Allosteric Modulation of the Calcium-sensing Receptor by γ-Glutamyl Peptides INHIBITION OF PTH SECRETION, SUPPRESSION OF INTRACELLULAR cAMP LEVELS, AND A COMMON MECHANISM OF ACTION WITH l-AMINO ACIDS

γ-Glutamyl peptides were identified previously as novel positive allosteric modulators of Ca2+o-dependent intracellular Ca2+ mobilization in HEK-293 cells that bind in the calcium-sensing receptor VFT domain.

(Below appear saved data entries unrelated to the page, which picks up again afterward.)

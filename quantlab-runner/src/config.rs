//! Serializable run configuration.
//!
//! A run file is TOML with three parts:
//! - `[backtest]`: the engine's `BacktestConfig` (dates, currency, seed, execution, risk)
//! - `[data]`: CSV inputs for bars, symbols, FX and corporate actions
//! - `costs` / `output_dir`: optional cost-profile TOML and the artifact root
//!
//! Environment overrides (`QUANTLAB_SEED`, `QUANTLAB_OUTPUT_DIR`) are applied
//! explicitly through [`RunConfig::apply_env`].

use std::path::{Path, PathBuf};

use serde::{Deserialize, Serialize};
use thiserror::Error;

use quantlab_core::domain::RunId;
use quantlab_core::engine::BacktestConfig;

pub const ENV_SEED: &str = "QUANTLAB_SEED";
pub const ENV_OUTPUT_DIR: &str = "QUANTLAB_OUTPUT_DIR";

#[derive(Debug, Error)]
pub enum ConfigError {
    #[error("failed to read config {path}: {source}")]
    Read {
        path: PathBuf,
        #[source]
        source: std::io::Error,
    },
    #[error("invalid config: {0}")]
    Parse(#[from] toml::de::Error),
    #[error("invalid value for {var}: {value:?}")]
    Env { var: &'static str, value: String },
    #[error("invalid config: {0}")]
    Invalid(String),
}

/// One bars CSV and the exchange whose calendar stamps its rows.
#[derive(Debug, Clone, Serialize, Deserialize, PartialEq)]
pub struct BarsFile {
    pub path: PathBuf,
    pub exchange: String,
}

/// Input files for a run.
#[derive(Debug, Clone, Serialize, Deserialize, PartialEq)]
pub struct DataPaths {
    pub bars: Vec<BarsFile>,
    pub symbols: PathBuf,
    #[serde(default)]
    pub fx: Option<PathBuf>,
    #[serde(default)]
    pub corporate_actions: Option<PathBuf>,
}

fn default_output_dir() -> PathBuf {
    PathBuf::from("artifacts")
}

/// Everything needed to reproduce a backtest from files on disk.
#[derive(Debug, Clone, Serialize, Deserialize, PartialEq)]
pub struct RunConfig {
    pub backtest: BacktestConfig,
    pub data: DataPaths,
    /// Venue cost profiles; runs are cost-free without one.
    #[serde(default)]
    pub costs: Option<PathBuf>,
    #[serde(default = "default_output_dir")]
    pub output_dir: PathBuf,
}

impl RunConfig {
    pub fn from_toml(content: &str) -> Result<Self, ConfigError> {
        let config: Self = toml::from_str(content)?;
        config.validate()?;
        Ok(config)
    }

    pub fn from_file(path: &Path) -> Result<Self, ConfigError> {
        let content = std::fs::read_to_string(path).map_err(|source| ConfigError::Read {
            path: path.to_path_buf(),
            source,
        })?;
        Self::from_toml(&content)
    }

    /// Apply `QUANTLAB_SEED` / `QUANTLAB_OUTPUT_DIR` from the process environment.
    pub fn apply_env(self) -> Result<Self, ConfigError> {
        self.apply_overrides(|var| std::env::var(var).ok())
    }

    /// Apply overrides from an arbitrary variable lookup.
    pub fn apply_overrides<F>(mut self, lookup: F) -> Result<Self, ConfigError>
    where
        F: Fn(&str) -> Option<String>,
    {
        if let Some(value) = lookup(ENV_SEED) {
            self.backtest.seed = value.trim().parse().map_err(|_| ConfigError::Env {
                var: ENV_SEED,
                value: value.clone(),
            })?;
        }
        if let Some(value) = lookup(ENV_OUTPUT_DIR) {
            if value.trim().is_empty() {
                return Err(ConfigError::Env {
                    var: ENV_OUTPUT_DIR,
                    value,
                });
            }
            self.output_dir = PathBuf::from(value);
        }
        Ok(self)
    }

    /// Deterministic ID over the canonical JSON of the whole configuration.
    pub fn run_id(&self) -> Result<RunId, ConfigError> {
        let value =
            serde_json::to_value(self).map_err(|e| ConfigError::Invalid(e.to_string()))?;
        Ok(RunId::from_canonical(&value))
    }

    fn validate(&self) -> Result<(), ConfigError> {
        let bt = &self.backtest;
        if bt.start > bt.end {
            return Err(ConfigError::Invalid(format!(
                "start {} is after end {}",
                bt.start, bt.end
            )));
        }
        if bt.initial_cash < 0.0 || !bt.initial_cash.is_finite() {
            return Err(ConfigError::Invalid(format!(
                "initial_cash must be finite and non-negative, got {}",
                bt.initial_cash
            )));
        }
        if bt.spread_bps < 0.0 {
            return Err(ConfigError::Invalid(format!(
                "spread_bps must be non-negative, got {}",
                bt.spread_bps
            )));
        }
        if self.data.bars.is_empty() {
            return Err(ConfigError::Invalid("data.bars is empty".into()));
        }
        Ok(())
    }
}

In the current study, we investigated whether γ-glutamyl-tripeptides including γ-Glu-Cys-Gly (glutathione) and its analogs S-methylglutathione and S-propylglutathione, or dipeptides including γ-Glu-Ala and γ-Glu-Cys are positive allosteric modulators of Ca2+o-dependent Ca2+i mobilization and PTH secretion from normal human parathyroid cells as well as Ca2+o-dependent suppression of intracellular cAMP levels in calcium-sensing receptor (CaR)-expressing HEK-293 cells. In addition, we compared the effects of the potent γ-glutamyl peptide S-methylglutathione, and the amino acid l-Phe on HEK-293 cells that stably expressed either the wild-type CaR or the double mutant T145A/S170T, which exhibits selectively impaired responses to l-amino acids. We find that γ-glutamyl peptides are potent positive allosteric modulators of the CaR that promote Ca2+o-dependent Ca2+i mobilization, suppress intracellular cAMP levels and inhibit PTH secretion from normal human parathyroid cells. Furthermore, we find that the double mutant T145A/S170T exhibits markedly impaired Ca2+i mobilization and cAMP suppression responses to S-methylglutathione as well as l-Phe indicating that γ-glutamyl peptides and l-amino acids activate the CaR via a common mechanism.